On a more personal level, we've effectively been self-quarantineing since we got back from Sweden. I made one last trip to the university library the day before it closed, and since then it's been groceries and the occasional walk, all while maintaining social distancing. We've obviously cancelled all our board- and tabletop gaming and are trying Here I Stand by email; it'll be interesting to see how that goes. I'm experimenting with shopping at the 24-hour supermarket nearby. It's a bit of a walk, but it's very quiet there after midnight. The infuriating thing is that there are constant shortages. Not because of any disruptions in supply, but because my idiot countrymen are hoarding everything. On one particular day, the bastards had cleared out all the peanut butter. Peanut butter! The only thing more ridiculous was the great toilet paper panic, which as near as I can tell was based solely on news and social media posts of people hoarding toilet paper abroad. We as a nation have a permanent hard-on for "exceptional circumstances", and then when they actually come about we go berserk over toilet paper. We are a very silly people.
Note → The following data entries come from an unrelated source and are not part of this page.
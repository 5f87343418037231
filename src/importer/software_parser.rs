// ==========================================
// 兼容性矩阵导入系统 - 名称/版本解析器
// ==========================================
// 职责: 自由文本标签 → { name, version }
// 规则: 固定顺序的模式级联，首个成功即返回；纯函数（去重键稳定性依赖于此）
// ==========================================

use once_cell::sync::Lazy;
use regex::Regex;
use serde::{Deserialize, Serialize};

/// 已知无版本号产品名（大小写不敏感，整串匹配）
const UNVERSIONED_PRODUCTS: &[&str] = &[
    "adobe lightroom classic",
    "lightroom classic",
    "adobe lightroom",
    "lightroom",
    "adobe photoshop",
    "photoshop",
    "adobe photoshop elements",
    "photoshop elements",
    "adobe bridge",
    "capture one",
    "affinity photo",
    "apple photos",
    "nik collection",
];

static WHITESPACE_RE: Lazy<Regex> = Lazy::new(|| Regex::new(r"\s+").expect("valid regex"));

// <产品词> <点分版本号> [可选尾随限定语]
static STRUCTURED_RE: Lazy<Regex> = Lazy::new(|| {
    Regex::new(r"^(?P<name>[^\d\s][^\d]*?)\s+(?P<version>v?\d+(?:\.\d+)+)(?P<qualifier>\s+\S.*)?$")
        .expect("valid regex")
});

// 品牌前缀 + 1~2 个词 + 版本号
static BRANDED_RE: Lazy<Regex> = Lazy::new(|| {
    Regex::new(
        r"^(?P<name>(?i:dxo|nik|adobe|apple|microsoft|affinity|capture)\s+\S+(?:\s+\S+)?)\s+(?P<version>\d+(?:\.\d+)*)$",
    )
    .expect("valid regex")
});

// 通用兜底: 末尾 "<词> <数字>"
static TRAILING_NUMBER_RE: Lazy<Regex> = Lazy::new(|| {
    Regex::new(r"^(?P<name>.+?)\s+(?P<version>\d+(?:\.\d+)*)$").expect("valid regex")
});

// ==========================================
// ParsedSoftware - 解析结果
// ==========================================
#[derive(Debug, Clone, PartialEq, Eq, Hash, Serialize, Deserialize)]
pub struct ParsedSoftware {
    pub name: String,
    pub version: String, // 可为空
}

impl ParsedSoftware {
    fn new(name: impl Into<String>, version: impl Into<String>) -> Self {
        Self {
            name: name.into(),
            version: version.into(),
        }
    }
}

/// 空白折叠 + 去首尾空白
pub fn collapse_whitespace(text: &str) -> String {
    WHITESPACE_RE.replace_all(text.trim(), " ").into_owned()
}

/// 解析软件名与版本
///
/// # 级联顺序
/// 1. 已知无版本产品名 → version = ""
/// 2. 结构化 `<产品> <点分版本> [限定语]` → 限定语原样并入 version
/// 3. 品牌前缀 + 1~2 词 + 版本号
/// 4. 通用末尾数字拆分
/// 5. 整串作为 name，version = ""
pub fn parse_software(text: &str) -> ParsedSoftware {
    let normalized = collapse_whitespace(text);
    if normalized.is_empty() {
        return ParsedSoftware::new("", "");
    }

    let lowered = normalized.to_lowercase();
    if UNVERSIONED_PRODUCTS.contains(&lowered.as_str()) {
        return ParsedSoftware::new(normalized, "");
    }

    if let Some(caps) = STRUCTURED_RE.captures(&normalized) {
        let name = caps["name"].trim();
        let mut version = caps["version"].to_string();
        if let Some(qualifier) = caps.name("qualifier") {
            version.push_str(qualifier.as_str());
        }
        return ParsedSoftware::new(name, version);
    }

    if let Some(caps) = BRANDED_RE.captures(&normalized) {
        return ParsedSoftware::new(caps["name"].trim(), &caps["version"]);
    }

    if let Some(caps) = TRAILING_NUMBER_RE.captures(&normalized) {
        return ParsedSoftware::new(caps["name"].trim(), &caps["version"]);
    }

    ParsedSoftware::new(normalized, "")
}
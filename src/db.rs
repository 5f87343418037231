// ==========================================
// 兼容性矩阵导入系统 - SQLite 连接初始化
// ==========================================
// 目标:
// - 统一所有 Connection::open 的 PRAGMA 行为
// - 统一 busy_timeout，并发上传时由存储层串行化而不是直接报 busy
// ==========================================

use rusqlite::Connection;
use rusqlite::OptionalExtension;
use std::time::Duration;

/// 默认 busy_timeout（毫秒）
pub const DEFAULT_BUSY_TIMEOUT_MS: u64 = 5_000;

/// 配置 SQLite 连接的统一 PRAGMA
///
/// 说明：
/// - foreign_keys 需要“每个连接”单独开启
/// - busy_timeout 需要“每个连接”单独配置
pub fn configure_sqlite_connection(conn: &Connection) -> rusqlite::Result<()> {
    conn.execute_batch("PRAGMA foreign_keys = ON;")?;
    conn.busy_timeout(Duration::from_millis(DEFAULT_BUSY_TIMEOUT_MS))?;
    Ok(())
}

/// 打开 SQLite 连接并应用统一配置
pub fn open_sqlite_connection(db_path: &str) -> rusqlite::Result<Connection> {
    let conn = Connection::open(db_path)?;
    configure_sqlite_connection(&conn)?;
    Ok(conn)
}

/// 表是否存在
pub fn table_exists(conn: &Connection, table: &str) -> rusqlite::Result<bool> {
    let found = conn
        .query_row(
            "SELECT 1 FROM sqlite_master WHERE type='table' AND name=?1 LIMIT 1",
            [table],
            |_row| Ok(true),
        )
        .optional()?
        .unwrap_or(false);
    Ok(found)
}
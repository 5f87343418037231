// ==========================================
// 兼容性矩阵导入系统 - API 层
// ==========================================
// 职责: 提供导入 API 接口,供命令行或上层服务调用
// ==========================================

pub mod error;
pub mod import_api;

// 重导出核心类型
pub use error::{ApiError, ApiResult, ErrorResponse};
pub use import_api::{ImportApi, ImportApiResponse};
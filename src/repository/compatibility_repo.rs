// ==========================================
// 兼容性矩阵导入系统 - 兼容性数据 Repository Trait
// ==========================================
// 职责: 定义目标表整体替换 / 导入元数据追加 / 只读查询接口
// 红线: Repository 不含业务规则（去重、校验在导入层完成）
// ==========================================

use crate::domain::compatibility::{CapabilityRecord, CompatibilityRecord, IngestionMetadata};
use crate::repository::error::RepositoryResult;
use async_trait::async_trait;

// ==========================================
// CompatibilityRepository Trait
// ==========================================
// 用途: 兼容性目标表与审计表的数据访问
// 实现者: CompatibilityRepositoryImpl（使用 rusqlite）
#[async_trait]
pub trait CompatibilityRepository: Send + Sync {
    // ===== 整体替换（单事务）=====

    /// 整体替换通用形态目标表
    ///
    /// # 步骤
    /// DROP → CREATE → 默认读权限 → 分批 INSERT → CREATE INDEX → COMMIT
    ///
    /// # 返回
    /// - Ok(usize): 写入记录数
    /// - Err: 任一步失败，整个事务回滚，原表保持不变
    async fn replace_compatibility_records(
        &self,
        table: &str,
        records: &[CompatibilityRecord],
        batch_size: usize,
    ) -> RepositoryResult<usize>;

    /// 整体替换能力形态目标表（语义同上）
    async fn replace_capability_records(
        &self,
        table: &str,
        records: &[CapabilityRecord],
        batch_size: usize,
    ) -> RepositoryResult<usize>;

    // ===== 审计（只追加）=====

    /// 追加一条导入元数据（不在替换事务内）
    async fn append_ingestion_metadata(
        &self,
        table: &str,
        metadata: &IngestionMetadata,
    ) -> RepositoryResult<()>;

    /// 最近导入记录（按时间倒序）
    async fn list_recent_ingestions(
        &self,
        table: &str,
        limit: usize,
    ) -> RepositoryResult<Vec<IngestionMetadata>>;

    // ===== 只读查询 =====

    async fn list_compatibility_records(
        &self,
        table: &str,
    ) -> RepositoryResult<Vec<CompatibilityRecord>>;

    async fn list_capability_records(&self, table: &str)
        -> RepositoryResult<Vec<CapabilityRecord>>;

    /// 目标表行数（表不存在返回 0）
    async fn count_records(&self, table: &str) -> RepositoryResult<usize>;
}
I'll admit that I've been feeling some anxiety, and apart from midnight walks to the grocery store and the occasional spot of cooking, have struggled to be particularly useful or productive. I'm obviously worried about my parents and some of my friends, especially my colleague in lockdown in Italy, but I also have some very bad childhood experiences related to calling in sick, and having to cancel lectures brought them back very strongly. Even now with my employers shut down and my courses cancelled, I feel like I should be working and everyone is angry at me for skipping out. I know it's stupid, but there you are. I've already rescheduled some lectures for August, but we'll see. I think we're in this for the long haul, and I wouldn't be surprised to see some movement and socializing restrictions in place well past summer.
But at least for now we've been reasonably healthy, and I'm getting some painting done. Some parts of my previous life, which has always mostly felt wasted, turn out to have been surprisingly good preparation for a pandemic. Keeping very late hours and walking around deserted suburbs at night? Now useful experience for midnight grocery runs. Mentally habituating myself to extreme feelings of loneliness? Incomparably useful, and also now there are no social events to feel left out of. I'd also like to extend a special thank you to past me for buying boxes and boxes of miniatures without the least inkling of when I'd ever have the time to build them, let alone paint them. Well, that time is now.
Anyway I expect I'll be doing several more of these. I hope anyone who reads this is well and stays that way. Happy quarantine, everyone!